Respectfully, it is not.
We have simply learned our place so thoroughly that we accept it as truth. We stop noticing the geography designed to keep us compliant: fed just enough to stay afraid, doubtful, and grateful we are not worse off. It’s a landscape that stabilizes the collective by diminishing the individual — a terrain where worth is not inherent to being human, but measured by how much we contribute to someone else’s comfort, profit, or self‑image.

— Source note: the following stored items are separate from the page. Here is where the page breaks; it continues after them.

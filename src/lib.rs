//! Combat log ETL library
//!
//! Fetches per-match telemetry, reconstructs combat events and replay
//! frames, and loads them into SQLite. Exposes modules for integration
//! testing and binary reuse.

pub mod domain;
pub mod infra;
pub mod io;
pub mod services;
#[cfg(test)]
mod tests {
    use super::*;
    use crate::io::artifacts::FsArtifactStore;
    use crate::io::store::{EventTable, SqliteStore};
    use crate::services::testing::{match_payloads, secs, MockFetcher};

    struct Fixture {
        dir: tempfile::TempDir,
        artifacts: FsArtifactStore,
        store: SqliteStore,
        metrics: Arc<PipelineMetrics>,
    }

    impl Fixture {
        fn new() -> Self {
            let dir = tempfile::tempdir().unwrap();
            Self {
                artifacts: FsArtifactStore::new(dir.path().join("raw")),
                dir,
                store: SqliteStore::open_in_memory().unwrap(),
                metrics: Arc::new(PipelineMetrics::new()),
            }
        }

        fn stage_all(&self) {
            for (kind, payload) in match_payloads("m1") {
                self.artifacts.write(kind, "m1", &payload).unwrap();
            }
        }
    }

    fn pipeline<'a>(
        artifacts: &'a FsArtifactStore,
        metrics: &Arc<PipelineMetrics>,
        fetcher: &'a MockFetcher,
    ) -> MatchPipeline<'a> {
        MatchPipeline::new(fetcher, artifacts, TargetInference::default(), metrics.clone())
    }

    fn ids() -> (MatchId, WindowId) {
        (MatchId::new("m1"), WindowId::new("W1"))
    }

    #[tokio::test]
    async fn test_full_run_loads_match() {
        let mut f = Fixture::new();
        let fetcher = MockFetcher::new().with_match("m1");
        let (m, w) = ids();

        let p = pipeline(&f.artifacts, &f.metrics, &fetcher);
        let outcome = p.run(&mut f.store, &m, &w, true).await;
        assert_eq!(outcome.state, MatchState::Loaded);
        assert!(outcome.succeeded());
        assert!(!outcome.skipped);
        assert_eq!(outcome.reason, None);
        assert_eq!(
            outcome.counts,
            LoadCounts { players: 2, damage_events: 2, elimination_events: 1 }
        );
        assert_eq!(fetcher.calls(), 5);
        assert_eq!(f.store.count_for_match(EventTable::Damage, &m).unwrap(), 2);
        assert_eq!(f.metrics.hit_attempts_inferred(), 1);
    }

    #[tokio::test]
    async fn test_existing_match_short_circuits() {
        let mut f = Fixture::new();
        let fetcher = MockFetcher::new().with_match("m1");
        let (m, w) = ids();
        let p = pipeline(&f.artifacts, &f.metrics, &fetcher);
        p.run(&mut f.store, &m, &w, true).await;
        let calls = fetcher.calls();

        let outcome = p.run(&mut f.store, &m, &w, true).await;
        assert_eq!(outcome.state, MatchState::Loaded);
        assert!(outcome.skipped);
        assert_eq!(fetcher.calls(), calls);
        assert_eq!(f.store.count_for_match(EventTable::Damage, &m).unwrap(), 2);
        assert_eq!(f.metrics.report().matches_skipped, 1);
    }

    #[tokio::test]
    async fn test_fetch_missing_is_idempotent() {
        let f = Fixture::new();
        let fetcher = MockFetcher::new().with_match("m1");
        let p = pipeline(&f.artifacts, &f.metrics, &fetcher);
        let m = MatchId::new("m1");

        assert_eq!(p.fetch_missing(&m).await.unwrap(), 5);
        assert_eq!(p.fetch_missing(&m).await.unwrap(), 0);
        assert_eq!(fetcher.calls(), 5);
    }

    #[tokio::test]
    async fn test_fetch_failure_fails_match_with_reason() {
        let mut f = Fixture::new();
        let fetcher = MockFetcher::new().with_match("m1");
        fetcher.remove(&ApiRequest::artifact(ArtifactKind::Shots, "m1"));
        let (m, w) = ids();

        let p = pipeline(&f.artifacts, &f.metrics, &fetcher);
        let outcome = p.run(&mut f.store, &m, &w, true).await;
        assert_eq!(outcome.state, MatchState::Failed);
        assert!(outcome.reason.unwrap().contains("HTTP 404"));
        assert!(!f.store.match_exists(&m).unwrap());
        assert_eq!(f.metrics.report().failure_reasons, vec![("fetch_rejected".to_string(), 1)]);
    }

    #[test]
    fn test_parse_requires_all_artifacts() {
        let f = Fixture::new();
        let fetcher = MockFetcher::new();
        for (kind, payload) in match_payloads("m1") {
            if kind != ArtifactKind::Events {
                f.artifacts.write(kind, "m1", &payload).unwrap();
            }
        }
        let err = pipeline(&f.artifacts, &f.metrics, &fetcher).parse(&MatchId::new("m1")).unwrap_err();
        assert!(matches!(err, EtlError::MissingData(ref s) if s.contains("events")));
    }

    #[tokio::test]
    async fn test_malformed_zone_log_fails_only_this_match() {
        let mut f = Fixture::new();
        let fetcher = MockFetcher::new().with_match("m1");
        fetcher.insert(
            ApiRequest::artifact(ArtifactKind::Events, "m1"),
            serde_json::json!({"safeZoneUpdateEvents": [{"currentPhase": 1, "shrinkEndTime": 5}]}),
        );
        let (m, w) = ids();

        let p = pipeline(&f.artifacts, &f.metrics, &fetcher);
        let outcome = p.run(&mut f.store, &m, &w, false).await;
        assert_eq!(outcome.state, MatchState::Failed);
        assert!(outcome.reason.unwrap().contains("malformed"));
    }

    #[tokio::test]
    async fn test_load_without_skip_on_existing_match_fails() {
        let mut f = Fixture::new();
        let fetcher = MockFetcher::new().with_match("m1");
        let (m, w) = ids();
        let p = pipeline(&f.artifacts, &f.metrics, &fetcher);
        p.run(&mut f.store, &m, &w, false).await;

        let outcome = p.run(&mut f.store, &m, &w, false).await;
        assert_eq!(outcome.state, MatchState::Failed);
        // first load untouched by the rolled back second one
        assert_eq!(f.store.count_for_match(EventTable::Elimination, &m).unwrap(), 1);
    }

    #[test]
    fn test_parse_record_and_weapon_types() {
        let f = Fixture::new();
        let fetcher = MockFetcher::new();
        f.stage_all();
        f.artifacts
            .write(
                ArtifactKind::Weapons,
                "m1",
                &serde_json::json!({"weapons": [{"weaponId": "ar", "weaponType": "ASSAULT"}]}),
            )
            .unwrap();

        let parsed = pipeline(&f.artifacts, &f.metrics, &fetcher).parse(&MatchId::new("m1")).unwrap();
        assert_eq!(parsed.events.len(), 3);
        assert!(parsed.events.iter().all(|e| e.weapon_type.as_deref() == Some("ASSAULT")));
        assert!(parsed.events.iter().all(|e| e.zone == 1));

        let record = parsed.record(&WindowId::new("W1")).unwrap();
        assert_eq!(record.player_count, 2);
        assert_eq!(record.duration_secs, Some(1500));
        assert_eq!(record.mode.as_deref(), Some("solo"));
        assert_eq!(record.start_time.timestamp_micros(), secs(0));
    }

    #[test]
    fn test_export_frames_from_aircraft_start() {
        let f = Fixture::new();
        let fetcher = MockFetcher::new();
        f.stage_all();
        let p = pipeline(&f.artifacts, &f.metrics, &fetcher);
        let parsed = p.parse(&MatchId::new("m1")).unwrap();
        assert_eq!(parsed.logs.zones.len(), 12);
        let egress = FrameEgress::new(&f.dir.path().join("processed"), &parsed.match_id, 10);

        let stats = p.export_frames(&parsed, &egress, 20).unwrap();
        // origin at 60s, last tracked event at 62s: ticks 60.00 ..= 62.00 at 20 Hz
        assert_eq!(stats.frames, 41);
        assert_eq!(stats.chunks, 5);
        assert!(egress.players_path().exists());
        assert_eq!(f.metrics.report().frames_emitted, 41);

        // zone shrinks run to 1440s but the stream stops at the elimination
        let last_chunk = std::fs::read_to_string(egress.chunk_path(4)).unwrap();
        let last: serde_json::Value = serde_json::from_str(last_chunk.lines().last().unwrap()).unwrap();
        assert_eq!(last["timestamp"], secs(62));
    }
}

Stop fitting the mold, even briefly, and suddenly we are unworthy of the air, the place at the table, the belonging. Perform or disappear. Comply or be cast out. Abandon ourselves and serve — the quiet prerequisite for survival at the hands of those who can yank the rug from underneath us. They tell us to take our paid time off, but expect us to work harder to prove we deserved it. Beholden to the hand that feeds us, warned never to bite it. Step out of line, and we become a liability to be managed.
We’ve grown accustomed to the precarity — the slow tilt that unbalances us, that roots us in fear of falling. We stand at the edge of our wits, arms flailing for balance under the gaze of people who do not care. If we falter, we are mocked as lazy, unmotivated, defective. So we keep performing, staying quiet, staying in line. The check arrives. The system remains intact.
It is time to stop.
Time to sit down and refuse to move. Time to untether our worth from a runaway train that will drag us over the cliff of collapse — where our desperate pursuit of security pushes us into an unsustainable nightmare of urgency and complexity. Time to stop participating in our own inhuman diminishment. Time to resist the demand that we give ourselves away for the “greater good,” as defined by those who presume to know what that means. Time to reject the hijacking of our empathy and shame that fuels the machine and keeps them at the top, locked away in their ivory corporate towers.
This is why we refuse. Because the trajectory of ongoing depletion is clear, and the cost is rising. Because continuing as we are is not survival — it is slow erasure. And it will not stop unless we do.